Your task is to filter the data below down to the lines holding "feed".

── Dataset ──

use anyhow::Result;

use crate::commands::CommandReport;
use crate::env_loader::unknown_harvest_env_keys;
use crate::harvest::clock::local_now;
use crate::harvest::config::load_config;
use crate::harvest::district::{AddressLookup, DistrictLookup, NoLookup};
use crate::harvest::driver::run_harvest;
use crate::harvest::feed::ArchiveFeed;
use crate::harvest::paths::resolve_paths;

pub fn run() -> Result<CommandReport> {
    let mut report = CommandReport::new("run");
    let paths = resolve_paths()?;
    let cfg = load_config(&paths)?;

    for key in unknown_harvest_env_keys() {
        log::warn!("ignoring unknown environment variable {key}");
        report.warning(format!("unknown env {key}"));
    }

    let feed = ArchiveFeed::new(&cfg.feed)?;
    let lookup: Box<dyn DistrictLookup> = if cfg.geocode.enabled {
        Box::new(AddressLookup::new(
            &cfg.geocode,
            cfg.feed.request_timeout_secs,
        )?)
    } else {
        Box::new(NoLookup)
    };
    let now = local_now(cfg.poll.tz()?);

    let summary = run_harvest(&paths, &cfg, &feed, lookup.as_ref(), now)?;

    report.detail(format!("started_at={}", summary.started_at));
    report.detail(format!(
        "cursor={}..{}",
        summary.cursor_before, summary.cursor_after
    ));
    report.detail(format!("ticks.processed={}", summary.ticks.ticks_processed));
    report.detail(format!("ticks.failed={}", summary.ticks.ticks_failed));
    report.detail(format!("messages.seen={}", summary.ticks.messages_seen));
    report.detail(format!("messages.created={}", summary.ticks.created));
    report.detail(format!("messages.appended={}", summary.ticks.appended));
    report.detail(format!("messages.duplicates={}", summary.ticks.duplicates));
    report.detail(format!("messages.malformed={}", summary.ticks.malformed));
    report.detail(format!(
        "district.lookup_failures={}",
        summary.ticks.lookup_failures
    ));
    report.detail(format!("expired={}", summary.expired.join(",")));
    report.detail(format!("incidents={}", summary.incidents));
    report.detail(format!("history_file={}", summary.history_file));
    report.detail(format!("cursor_file={}", summary.cursor_file));

    Ok(report)
}
//! Tolerant handling of the feed's XML.
//!
//! Archived snapshots are frequently damaged: NUL padding after the
//! document, truncated bodies, stray or mismatched end tags. [`repair`]
//! rewrites such input into a well-formed document without ever failing,
//! and [`to_tree`] turns a well-formed document into a JSON tree in which
//! text-only elements become strings, empty elements become `null` and
//! repeated children become arrays.

use quick_xml::Reader;
use quick_xml::Writer;
use quick_xml::events::{BytesEnd, BytesStart, BytesText, Event};
use serde_json::{Map, Value};

fn decode_dropping_invalid(bytes: &[u8]) -> String {
    let mut out = String::with_capacity(bytes.len());
    for chunk in bytes.utf8_chunks() {
        out.push_str(chunk.valid());
    }
    out
}

fn owned_name(raw: &[u8]) -> String {
    String::from_utf8_lossy(raw).into_owned()
}

/// Rewrite possibly damaged feed bytes into a well-formed XML document.
///
/// Invalid UTF-8 is dropped, trailing NUL bytes are stripped, end tags that
/// close nothing are discarded, and every element still open when the input
/// ends (or becomes unreadable) is closed. Content after the first root
/// element is ignored. The result is empty when no element was found.
pub fn repair(bytes: &[u8]) -> String {
    let decoded = decode_dropping_invalid(bytes);
    let cleaned = decoded.trim_start_matches('\u{feff}').trim_end_matches('\0');

    let mut reader = Reader::from_str(cleaned);
    reader.config_mut().check_end_names = false;
    let mut writer = Writer::new(Vec::new());
    let mut open: Vec<Vec<u8>> = Vec::new();
    let mut saw_root = false;

    loop {
        let event = match reader.read_event() {
            Ok(Event::Eof) | Err(_) => break,
            Ok(event) => event,
        };
        let written = match event {
            Event::Start(e) => {
                if saw_root && open.is_empty() {
                    break;
                }
                saw_root = true;
                open.push(e.name().as_ref().to_vec());
                writer.write_event(Event::Start(e))
            }
            Event::Empty(e) => {
                if saw_root && open.is_empty() {
                    break;
                }
                saw_root = true;
                writer.write_event(Event::Empty(e))
            }
            Event::End(e) => {
                let name = e.name().as_ref().to_vec();
                let Some(depth) = open.iter().rposition(|n| *n == name) else {
                    continue;
                };
                let mut result = Ok(());
                while open.len() > depth {
                    let Some(closing) = open.pop() else { break };
                    result = writer.write_event(Event::End(BytesEnd::new(owned_name(&closing))));
                    if result.is_err() {
                        break;
                    }
                }
                result
            }
            Event::Text(e) if !open.is_empty() => writer.write_event(Event::Text(e)),
            Event::CData(e) if !open.is_empty() => writer.write_event(Event::CData(e)),
            _ => continue,
        };
        if written.is_err() {
            break;
        }
        if saw_root && open.is_empty() {
            break;
        }
    }

    while let Some(closing) = open.pop() {
        if writer
            .write_event(Event::End(BytesEnd::new(owned_name(&closing))))
            .is_err()
        {
            break;
        }
    }

    String::from_utf8_lossy(&writer.into_inner()).into_owned()
}

struct Node {
    name: String,
    children: Vec<(String, Value)>,
    text: String,
}

impl Node {
    fn open(start: &BytesStart<'_>) -> Self {
        let mut children = Vec::new();
        for attr in start.attributes().flatten() {
            let key = format!("@{}", owned_name(attr.key.as_ref()));
            let value = attr
                .unescape_value()
                .map(|v| v.into_owned())
                .unwrap_or_else(|_| owned_name(&attr.value));
            children.push((key, Value::String(value)));
        }
        Self {
            name: owned_name(start.name().as_ref()),
            children,
            text: String::new(),
        }
    }

    fn close(self) -> (String, Value) {
        let text = self.text.trim().to_string();
        if self.children.is_empty() {
            let value = if text.is_empty() {
                Value::Null
            } else {
                Value::String(text)
            };
            return (self.name, value);
        }

        let mut map = Map::new();
        for (key, value) in self.children {
            push_child(&mut map, key, value);
        }
        if !text.is_empty() {
            map.insert("#text".to_string(), Value::String(text));
        }
        (self.name, Value::Object(map))
    }
}

fn push_child(map: &mut Map<String, Value>, key: String, value: Value) {
    match map.get_mut(&key) {
        None => {
            map.insert(key, value);
        }
        Some(Value::Array(items)) => items.push(value),
        Some(existing) => {
            let first = existing.take();
            *existing = Value::Array(vec![first, value]);
        }
    }
}

fn text_of(e: &BytesText<'_>) -> String {
    match e.unescape() {
        Ok(text) => text.into_owned(),
        Err(_) => String::from_utf8_lossy(e).into_owned(),
    }
}

/// Convert a well-formed document into `{root_name: tree}`.
pub fn to_tree(xml: &str) -> Result<Value, String> {
    let mut reader = Reader::from_str(xml);
    reader.config_mut().trim_text(true);
    let mut stack: Vec<Node> = Vec::new();

    loop {
        match reader.read_event() {
            Ok(Event::Start(e)) => stack.push(Node::open(&e)),
            Ok(Event::Empty(e)) => {
                let (name, value) = Node::open(&e).close();
                match stack.last_mut() {
                    Some(parent) => parent.children.push((name, value)),
                    None => return Ok(root(name, value)),
                }
            }
            Ok(Event::Text(e)) => {
                if let Some(node) = stack.last_mut() {
                    node.text.push_str(&text_of(&e));
                }
            }
            Ok(Event::CData(e)) => {
                if let Some(node) = stack.last_mut() {
                    node.text.push_str(&String::from_utf8_lossy(&e.into_inner()));
                }
            }
            Ok(Event::End(_)) => {
                let Some(node) = stack.pop() else {
                    return Err("unexpected end tag before any element".to_string());
                };
                let (name, value) = node.close();
                match stack.last_mut() {
                    Some(parent) => parent.children.push((name, value)),
                    None => return Ok(root(name, value)),
                }
            }
            Ok(Event::Eof) => {
                return Err(if stack.is_empty() {
                    "document has no root element".to_string()
                } else {
                    "document ended inside an element".to_string()
                });
            }
            Ok(_) => {}
            Err(err) => {
                return Err(format!(
                    "xml error at byte {}: {err}",
                    reader.error_position()
                ));
            }
        }
    }
}

fn root(name: String, value: Value) -> Value {
    let mut map = Map::new();
    map.insert(name, value);
    Value::Object(map)
}
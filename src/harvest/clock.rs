use chrono::{NaiveDateTime, Timelike, Utc};
use chrono_tz::Tz;

/// On-disk timestamp layout: second precision, no offset.
pub const TIMESTAMP_FORMAT: &str = "%Y-%m-%dT%H:%M:%S";
const BUCKET_FORMAT: &str = "%Y%m%d-%H%M";

/// Wall-clock time in the feed's jurisdiction, truncated to whole seconds.
pub fn local_now(tz: Tz) -> NaiveDateTime {
    let now = Utc::now().with_timezone(&tz).naive_local();
    now.with_nanosecond(0).unwrap_or(now)
}

pub fn truncate_to_minute(t: NaiveDateTime) -> NaiveDateTime {
    t.with_second(0)
        .and_then(|t| t.with_nanosecond(0))
        .unwrap_or(t)
}

/// Snapshot key requested from the archive, e.g. `20240101-1005`.
pub fn time_bucket(t: NaiveDateTime) -> String {
    t.format(BUCKET_FORMAT).to_string()
}

pub fn format_timestamp(t: NaiveDateTime) -> String {
    t.format(TIMESTAMP_FORMAT).to_string()
}

pub fn parse_timestamp(raw: &str) -> Option<NaiveDateTime> {
    NaiveDateTime::parse_from_str(raw.trim(), TIMESTAMP_FORMAT).ok()
}
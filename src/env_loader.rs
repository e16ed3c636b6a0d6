use std::env;
use std::path::PathBuf;

include!(concat!(env!("OUT_DIR"), "/harvest_env_allowlist.rs"));

const ENV_PREFIX: &str = "HARVEST_";

fn fallback_dotenv_path(harvest_home: Option<PathBuf>) -> Option<PathBuf> {
    let base = harvest_home?;
    Some(base.join(".env"))
}

pub fn load_dotenv() {
    if dotenvy::dotenv().is_ok() {
        return;
    }

    let Some(path) = fallback_dotenv_path(env::var_os("HARVEST_HOME").map(PathBuf::from)) else {
        return;
    };
    if path.is_file() {
        let _ = dotenvy::from_path(&path);
    }
}

fn unknown_keys<I>(keys: I, allowlist: &[&str]) -> Vec<String>
where
    I: IntoIterator<Item = String>,
{
    let mut out = keys
        .into_iter()
        .filter(|k| k.starts_with(ENV_PREFIX))
        .filter(|k| !allowlist.contains(&k.as_str()))
        .collect::<Vec<_>>();
    out.sort();
    out
}

/// `HARVEST_*` variables set in the environment that nothing reads.
pub fn unknown_harvest_env_keys() -> Vec<String> {
    unknown_keys(env::vars().map(|(k, _)| k), GENERATED_HARVEST_ENV_ALLOWLIST)
}
use anyhow::Result;
use clap::{Parser, Subcommand};

use crate::commands::{self, CommandReport};

#[derive(Debug, Parser)]
#[command(
    name = "trafficnews-harvest",
    version,
    about = "Backfill the archived traffic news feed into a per-incident history"
)]
struct Cli {
    /// Print the command report as JSON
    #[arg(long, global = true)]
    json: bool,

    #[command(subcommand)]
    command: Option<Command>,
}

#[derive(Debug, Subcommand)]
enum Command {
    /// Process every minute since the last run (default)
    Run,
    /// Show paths, configuration, cursor and history size
    Status,
}

fn print_report(report: &CommandReport, json: bool) -> Result<()> {
    if json {
        println!("{}", serde_json::to_string_pretty(report)?);
    } else {
        print!("{}", report.render_text());
    }
    Ok(())
}

/// Returns whether the command report came back ok.
pub fn run() -> Result<bool> {
    let cli = Cli::parse();
    let report = match cli.command.unwrap_or(Command::Run) {
        Command::Run => commands::harvest_run::run()?,
        Command::Status => commands::harvest_status::run()?,
    };
    print_report(&report, cli.json)?;
    Ok(report.ok)
}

───

• **Solution below**:
use crate::harvest::feed::ArchiveFeed;
    let feed = ArchiveFeed::new(&cfg.feed)?;
            cfg.feed.request_timeout_secs,
    let summary = run_harvest(&paths, &cfg, &feed, lookup.as_ref(), now)?;
//! Tolerant handling of the feed's XML.
/// Rewrite possibly damaged feed bytes into a well-formed XML document.
/// Wall-clock time in the feed's jurisdiction, truncated to whole seconds.
    about = "Backfill the archived traffic news feed into a per-incident history"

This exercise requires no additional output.